Policy Server 12.8SP3 on RedHat 7;

 

Resolution

 

From the documentation, some modification has been brought in 12.8SP3 :

  Manage Provider Metadata Feature

    From 12.8.02, CA Single Sign-on as an OpenID Connect Provider supports
    the Well-known Endpoint. To support the feature, client_name is
    appended to the URL format as shown here:

      Issuer URL: https://Access_Gateway_server:port/affwebservices/CASSO/oidc/client_name
      Endpoint URL: https:/Access_Gateway_server:port/affwebservices/CASSO/oidc/client_name/endpoint

    From 12.8.03, you can enable or disable the provider metadata feature
    using the new field Enable Well-known in Administrative UI. The status
    of this option manages whether Well-known endpoint is displayed when
    an OIDC Client is created, and it also determines the Issuer URL
    format

  https://techdocs.broadcom.com/content/broadcom/techdocs/us/en/ca-enterprise-software/layer7-identity-and-access-management/single-sign-on/12-8-03/release-notes/new-features.html

and further :

Enable Well-known

  Specifies whether the provider metadata feature is enabled or
  disabled. The status of this option manages the provider metadata
  feature and thereby the Issuer URL format.

  Default: Disabled

  If Enable Well-known is selected, CA Single Sign-on performs the
  following actions when it creates a client:

    Displays the Provider Metadata endpoint in the following format in
    Administrative UI:

      https://Access_Gateway_server:port/affwebservices/CASSO/oidc/client_name/.well-known/openid-configuration

    Displays the other endpoints in the following format:

      https://Access_Gateway_server:port/affwebservices/CASSO/oidc/client_name/endpoint_name

    Displays the Issuer URL value in the following format in
    Administrative UI:

      https://Access_Gateway_server:port/affwebservices/CASSO/oidc/client_name

    (Runtime) Includes Issuer URL in the following format when the iss
    claim is sent in responses such as ID Token and signed UserInfo
    response:

      https://Access_Gateway_server:port/affwebservices/CASSO/oidc/client_name

  If Enable Well-known is not selected, CA Single Sign-on performs the
  following actions:

    Does not display the Provider Metadata endpoint in Administrative UI.
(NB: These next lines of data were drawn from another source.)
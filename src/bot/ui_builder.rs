//! Keyboard rendering: turns the workflow's [`MenuSpec`] selections into
//! concrete Telegram reply markup.

use teloxide::types::{
    ButtonRequest, InlineKeyboardButton, InlineKeyboardMarkup, KeyboardButton, KeyboardMarkup,
    ReplyMarkup,
};

use crate::localization::LocalizationManager;
use crate::models::Language;
use crate::regions;
use crate::workflow::{main_menu_rows, MenuSpec};

/// Render a menu selection into reply markup for the given language.
pub fn reply_markup(
    menu: &MenuSpec,
    lang: Language,
    locales: &LocalizationManager,
) -> ReplyMarkup {
    match menu {
        MenuSpec::Products(items) => ReplyMarkup::InlineKeyboard(products_menu(items)),
        MenuSpec::OrderOrBack => ReplyMarkup::InlineKeyboard(order_or_back_menu(lang, locales)),
        MenuSpec::Regions => ReplyMarkup::InlineKeyboard(regions_menu()),
        MenuSpec::Districts(districts) => ReplyMarkup::InlineKeyboard(districts_menu(districts)),
        MenuSpec::LocationRequest => {
            ReplyMarkup::Keyboard(location_request_keyboard(lang, locales))
        }
        MenuSpec::PhoneRequest => ReplyMarkup::Keyboard(phone_request_keyboard(lang, locales)),
        MenuSpec::MainMenu => ReplyMarkup::Keyboard(main_menu_keyboard(lang)),
        MenuSpec::Settings => ReplyMarkup::InlineKeyboard(settings_menu(lang, locales)),
        MenuSpec::Languages => ReplyMarkup::InlineKeyboard(languages_menu()),
    }
}

/// Persistent main-menu keyboard, labels per script.
pub fn main_menu_keyboard(lang: Language) -> KeyboardMarkup {
    let rows = main_menu_rows(lang)
        .into_iter()
        .map(|row| row.into_iter().map(KeyboardButton::new).collect::<Vec<_>>())
        .collect::<Vec<_>>();
    KeyboardMarkup::new(rows)
}

/// Product picker: one product per row, callback payload is the product id.
pub fn products_menu(items: &[(String, i64)]) -> InlineKeyboardMarkup {
    let buttons = items
        .iter()
        .map(|(name, id)| vec![InlineKeyboardButton::callback(name.clone(), id.to_string())])
        .collect::<Vec<_>>();
    InlineKeyboardMarkup::new(buttons)
}

pub fn order_or_back_menu(lang: Language, locales: &LocalizationManager) -> InlineKeyboardMarkup {
    InlineKeyboardMarkup::new(vec![vec![
        InlineKeyboardButton::callback(locales.t(lang, "btn-place-order"), "place_order"),
        InlineKeyboardButton::callback(locales.t(lang, "btn-back"), "back"),
    ]])
}

/// Region picker, two regions per row. Callback payload is the region name.
pub fn regions_menu() -> InlineKeyboardMarkup {
    let buttons = regions::region_names()
        .collect::<Vec<_>>()
        .chunks(2)
        .map(|chunk| {
            chunk
                .iter()
                .map(|name| InlineKeyboardButton::callback(*name, *name))
                .collect::<Vec<_>>()
        })
        .collect::<Vec<_>>();
    InlineKeyboardMarkup::new(buttons)
}

pub fn districts_menu(districts: &[&str]) -> InlineKeyboardMarkup {
    let buttons = districts
        .chunks(2)
        .map(|chunk| {
            chunk
                .iter()
                .map(|name| InlineKeyboardButton::callback(*name, *name))
                .collect::<Vec<_>>()
        })
        .collect::<Vec<_>>();
    InlineKeyboardMarkup::new(buttons)
}

pub fn settings_menu(lang: Language, locales: &LocalizationManager) -> InlineKeyboardMarkup {
    InlineKeyboardMarkup::new(vec![
        vec![InlineKeyboardButton::callback(
            locales.t(lang, "lang-update"),
            "change_lang",
        )],
        vec![InlineKeyboardButton::callback(
            locales.t(lang, "phone-update"),
            "change_phone_number",
        )],
        vec![InlineKeyboardButton::callback(
            locales.t(lang, "name-update"),
            "change_name",
        )],
    ])
}

pub fn languages_menu() -> InlineKeyboardMarkup {
    InlineKeyboardMarkup::new(vec![vec![
        InlineKeyboardButton::callback("O'zbekcha (lotin)", "lang_uz"),
        InlineKeyboardButton::callback("Ўзбекча (кирилл)", "lang_ru"),
    ]])
}

pub fn location_request_keyboard(
    lang: Language,
    locales: &LocalizationManager,
) -> KeyboardMarkup {
    KeyboardMarkup::new(vec![vec![
        KeyboardButton::new(locales.t(lang, "btn-send-location")).request(ButtonRequest::Location),
    ]])
}

pub fn phone_request_keyboard(lang: Language, locales: &LocalizationManager) -> KeyboardMarkup {
    KeyboardMarkup::new(vec![vec![
        KeyboardButton::new(locales.t(lang, "btn-send-number")).request(ButtonRequest::Contact),
    ]])
}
    Displays the other endpoints in the following format in Administrative
    UI:

      https://Access_Gateway_server:port/affwebservices/CASSO/oidc/endpoint_name

    Displays the Issuer URL value in the following format in
    Administrative UI:

      https://Access_Gateway_server:port

    (Runtime) Includes Issuer URL in the following format when the iss
    claim is sent in responses such as ID Token and signed UserInfo
    response:

      https://Access_Gateway_server:port

  Note: If you are using 12.8.02 and you are upgrading your
  environment to 12.8.03, your existing endpoints URLs may not
  continue to work in 12.8.03 once you upgrade. To avoid the issue,
  you must perform the steps related to OIDC objects upgrade in Policy
  Server upgrade and policy store upgrade topics. For more information
  about the steps required to upgrade OIDC objects, see the Policy
  Server and policy store upgrading sections in In-place Upgrade and
  Rolling Upgrade.

https://techdocs.broadcom.com/content/broadcom/techdocs/us/en/ca-enterprise-software/layer7-identity-and-access-management/single-sign-on/12-8-03/using/administrative-ui/openid-connect-provider-reference/clients-dialog.html

So, according to documentation, both ways are supported, depending of
the value of "Enable Well-known" functionality. You should note that
upgrade from 12.8SP2 to 12.8SP3 may break some urls.

From our Documentation, the sample_client is mentioned as "Sample"
only.

  Authentication Using Implicit Flow
  https://techdocs.broadcom.com/content/broadcom/techdocs/us/en/ca-enterprise-software/layer7-identity-and-access-management/single-sign-on/12-8-03/configuring/use-ca-single-sign-on-as-openid-connect-provider/authentication-using-implicit-flow.html

RFC doesn't precise anything neither about preceeding URI of /token :

  The OAuth 2.0 Authorization Framework
  https://tools.ietf.org/html/rfc6749

We strongly suggest you to use the clientname part in the URL as the
product has been designed for that sake, mainly when OpenID Discovery
is in use. The use of the URI without clientname is an old endpoints
naming for which you still can use, with limitation as per above.